- **EXERCISE**
Among the entries that follow, find every line with the word "Some" and list it.
[[ DATA open ]]
//! Integration tests for registration, tokens and the profile endpoints

use axum::http::StatusCode;
use serde_json::json;

mod helpers;
use helpers::{TestApp, TEST_PASSWORD};

const USERS_URL: &str = "/api/v1/users";
const TOKEN_URL: &str = "/api/v1/users/token";
const ME_URL: &str = "/api/v1/users/me";

#[tokio::test]
async fn test_register_then_login() {
    let app = TestApp::new().await;

    let response = app
        .post(
            USERS_URL,
            None,
            json!({ "email": "Farmer@HOLMEGROWN.com", "password": "testpass", "name": "Farmer" }),
        )
        .await;
    assert_eq!(response.status, StatusCode::CREATED, "{:?}", response.body);
    assert_eq!(response.data()["email"], "Farmer@holmegrown.com");
    assert_eq!(response.data()["is_staff"], false);
    assert!(response.data().get("password").is_none());
    assert!(response.data().get("password_hash").is_none());

    let token = app
        .post(TOKEN_URL, None, json!({ "email": "Farmer@holmegrown.com", "password": "testpass" }))
        .await;
    assert_eq!(token.status, StatusCode::OK);
    let key = token.data()["token"].as_str().unwrap().to_string();
    assert_eq!(key.len(), 40);

    let me = app.get(ME_URL, Some(&key)).await;
    assert_eq!(me.status, StatusCode::OK);
    assert_eq!(me.data()["name"], "Farmer");
}

#[tokio::test]
async fn test_register_validation() {
    let app = TestApp::new().await;
    app.create_user("taken@farm.io").await;

    let response = app
        .post(USERS_URL, None, json!({ "email": "taken@farm.io", "password": "testpass", "name": "X" }))
        .await;
    assert_eq!(response.status, StatusCode::BAD_REQUEST);
    assert_eq!(response.details()["email"][0], "user with this email already exists.");

    let response = app
        .post(USERS_URL, None, json!({ "email": "nope", "password": "pw" }))
        .await;
    assert_eq!(response.status, StatusCode::BAD_REQUEST);
    assert_eq!(response.details()["email"][0], "Enter a valid email address.");
    assert_eq!(response.details()["password"][0], "Ensure this field has at least 5 characters.");
    assert_eq!(response.details()["name"][0], "This field is required.");
}

#[tokio::test]
async fn test_token_with_wrong_password() {
    let app = TestApp::new().await;
    app.create_user("farmer@farm.io").await;

    let response = app
        .post(TOKEN_URL, None, json!({ "email": "farmer@farm.io", "password": "wrongpass" }))
        .await;
    assert_eq!(response.status, StatusCode::BAD_REQUEST);
    assert_eq!(
        response.details()["non_field_errors"][0],
        "Unable to authenticate with provided credentials"
    );
}

#[tokio::test]
async fn test_token_is_stable_across_logins() {
    let app = TestApp::new().await;
    app.create_user("farmer@farm.io").await;
    let body = json!({ "email": "farmer@farm.io", "password": TEST_PASSWORD });

    let first = app.post(TOKEN_URL, None, body.clone()).await;
    let second = app.post(TOKEN_URL, None, body).await;
    assert_eq!(first.data()["token"], second.data()["token"]);
}

#[tokio::test]
async fn test_update_me() {
    let app = TestApp::new().await;
    let (_, token) = app.login("farmer@farm.io").await;

    let response = app
        .patch(ME_URL, Some(&token), json!({ "name": "New Name", "password": "newpassword" }))
        .await;
    assert_eq!(response.status, StatusCode::OK, "{:?}", response.body);
    assert_eq!(response.data()["name"], "New Name");
    assert_eq!(response.data()["email"], "farmer@farm.io");

    let old = app
        .post(TOKEN_URL, None, json!({ "email": "farmer@farm.io", "password": TEST_PASSWORD }))
        .await;
    assert_eq!(old.status, StatusCode::BAD_REQUEST);

    let new = app
        .post(TOKEN_URL, None, json!({ "email": "farmer@farm.io", "password": "newpassword" }))
        .await;
    assert_eq!(new.status, StatusCode::OK);
}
[[ DATA closed ]]
- **WORKED SOLUTION**
    let me = app.get(ME_URL, Some(&key)).await;
        .patch(ME_URL, Some(&token), json!({ "name": "New Name", "password": "newpassword" }))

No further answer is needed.